Un consejero del Poder Judicial –el vocal José Manuel Gómez Benítez- ha desvelado ante la opinión que su presidente –Carlos Dívar- empleó dinero público en viajes de placer y en cenas privadas con acompañantes que éste se niega a identificar aduciendo que esas actividades –los viajes y las cenas-, así como los compañeros de viajes y cenas, tenían carácter institucional. Y no sólo eso: la identidad de los acompañantes y el contenido específico de los viajes del señor Dívar gozan, según él, de las prerrogativas de reserva y confidencialidad que garantizan el sigilo de las misiones especiales y los servicios públicos delicados que prestan al bien común, con gran sacrificio de su comodidad particular, los grandes hombres de Estado. Del conjunto de este juego de insinuaciones y contrainsinuaciones recíprocas, que me interesan bien poco, sólo extraigo la conclusión evidente de que el piadoso Dívar ha pagado con dinero ajeno y público lo que los fiscalistas denominamos aplicaciones de rentas, o lo que es lo mismo en román paladino: simples consumos privados. Y que, con Dívar y Gómez Benítez en el Consejo, la Justicia española no ha mejorado un mísero adarme.

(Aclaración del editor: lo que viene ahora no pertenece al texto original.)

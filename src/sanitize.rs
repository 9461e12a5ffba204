/// Sanitization and escaping utilities.
///
/// Pure string helpers: the URL scheme filter, the HTML entity escapers, the
/// backslash unescape used for link targets, and the source preprocessor run
/// before every parse.
use regex::Regex;
use std::sync::LazyLock;

static UNESCAPE_URL_R: LazyLock<Regex> =
    LazyLock::new(|| Regex::new(r"\\([^0-9A-Za-z\s])").expect("unescape regex"));

/// Normalizes a source string before parsing: `\r\n` and lone `\r` become
/// `\n`, form feeds are stripped, and each tab becomes four spaces.
pub fn preprocess(source: &str) -> String {
    source
        .replace("\r\n", "\n")
        .replace('\r', "\n")
        .replace('\u{0C}', "")
        .replace('\t', "    ")
}

/// Filters URLs by scheme. Returns `None` for missing URLs, for URLs whose
/// percent-escapes do not decode, and for `javascript:`, `vbscript:` and
/// `data:` targets; otherwise returns the original URL unmodified.
///
/// The scheme check runs on the decoded form with everything outside
/// `[A-Za-z0-9/:]` stripped and lowercased, so encoded or space-padded
/// schemes cannot sneak through.
pub fn sanitize_url(url: Option<&str>) -> Option<String> {
    let url = url?;
    let decoded = percent_decode(url)?;
    let scheme: String = decoded
        .chars()
        .filter(|c| c.is_ascii_alphanumeric() || matches!(c, '/' | ':'))
        .collect::<String>()
        .to_ascii_lowercase();
    if scheme.starts_with("javascript:")
        || scheme.starts_with("vbscript:")
        || scheme.starts_with("data:")
    {
        return None;
    }
    Some(url.to_owned())
}

/// Replaces characters unsafe in HTML text content with their fixed
/// entities.
pub fn sanitize_text(text: &str) -> String {
    let mut out = String::with_capacity(text.len());
    for c in text.chars() {
        match c {
            '<' => out.push_str("&lt;"),
            '>' => out.push_str("&gt;"),
            '&' => out.push_str("&amp;"),
            '"' => out.push_str("&quot;"),
            '\'' => out.push_str("&#x27;"),
            '/' => out.push_str("&#x2F;"),
            '`' => out.push_str("&#96;"),
            _ => out.push(c),
        }
    }
    out
}

/// Escapes attribute values. Slashes and backticks are harmless inside a
/// quoted attribute and stay as-is, which keeps emitted `href` targets
/// readable.
pub fn sanitize_attribute(text: &str) -> String {
    let mut out = String::with_capacity(text.len());
    for c in text.chars() {
        match c {
            '<' => out.push_str("&lt;"),
            '>' => out.push_str("&gt;"),
            '&' => out.push_str("&amp;"),
            '"' => out.push_str("&quot;"),
            '\'' => out.push_str("&#x27;"),
            _ => out.push(c),
        }
    }
    out
}

/// Removes the backslash from each `\X` where `X` is neither alphanumeric
/// nor whitespace; the escape form used inside link targets.
pub fn unescape_url(raw: &str) -> String {
    UNESCAPE_URL_R.replace_all(raw, "$1").into_owned()
}

// Decodes %XX escapes. Malformed escapes or invalid UTF-8 yield None, which
// sanitize_url treats as a rejected URL.
fn percent_decode(input: &str) -> Option<String> {
    if !input.contains('%') {
        return Some(input.to_owned());
    }
    let bytes = input.as_bytes();
    let mut out = Vec::with_capacity(bytes.len());
    let mut i = 0;
    while i < bytes.len() {
        if bytes[i] == b'%' {
            let hex = bytes.get(i + 1..i + 3)?;
            let high = (hex[0] as char).to_digit(16)?;
            let low = (hex[1] as char).to_digit(16)?;
            out.push((high * 16 + low) as u8);
            i += 3;
        } else {
            out.push(bytes[i]);
            i += 1;
        }
    }
    String::from_utf8(out).ok()
}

En su “Filosofía de la Historia”, Hegel afirma con ironía que el relato histórico puede ser contemplado bajo la perspectiva ridícula del ayuda de cámara. Según la traducción del alemán efectuada por Miguel Vedda, el texto de Hegel dice así: “El hombre debe comer y beber, está relacionado con amigos y conocidos, tiene emociones y exabruptos momentáneos. `No hay gran héroe para su ayuda de cámara´, reza un conocido refrán… pero no porque aquél no sea un héroe, sino porque éste es su ayuda de cámara. Éste le quita las botas al héroe, lo ayuda a acostarse, sabe que a él le gusta beber champagne, etc. Los personajes históricos, asistidos por tales ayudas de cámara psicológicos en la consideración histórica, no reciben buenos servicios; son nivelados por ellos, son colocados en el mismo nivel o, antes bien, un par de escalones por debajo de la moralidad de esos refinados conocedores del ser humano”.
Hegel hablaba de los héroes en abstracto, pero seguro que le venían a la cabeza los nombres de Napoleón y Federico el Grande. Ahora bien, si ponemos en la misma rueda de identificación a Dívar y a Gómez Benítez, uno al lado del otro, ¿quién sería el héroe y quién su ayuda de cámara? Difícil saberlo, ¿no?.
Magnífico artículo, señor Borstein. Un poco disparatada la consideración de héroe que otorga al señor Dívar para citar a Hegel después de decir que la Justicia como aparato no es muy eficiente que digamos, además de servir a la ley de los ricos. El ayudante de cámara le ha echado un par de cojones. Ya era hora.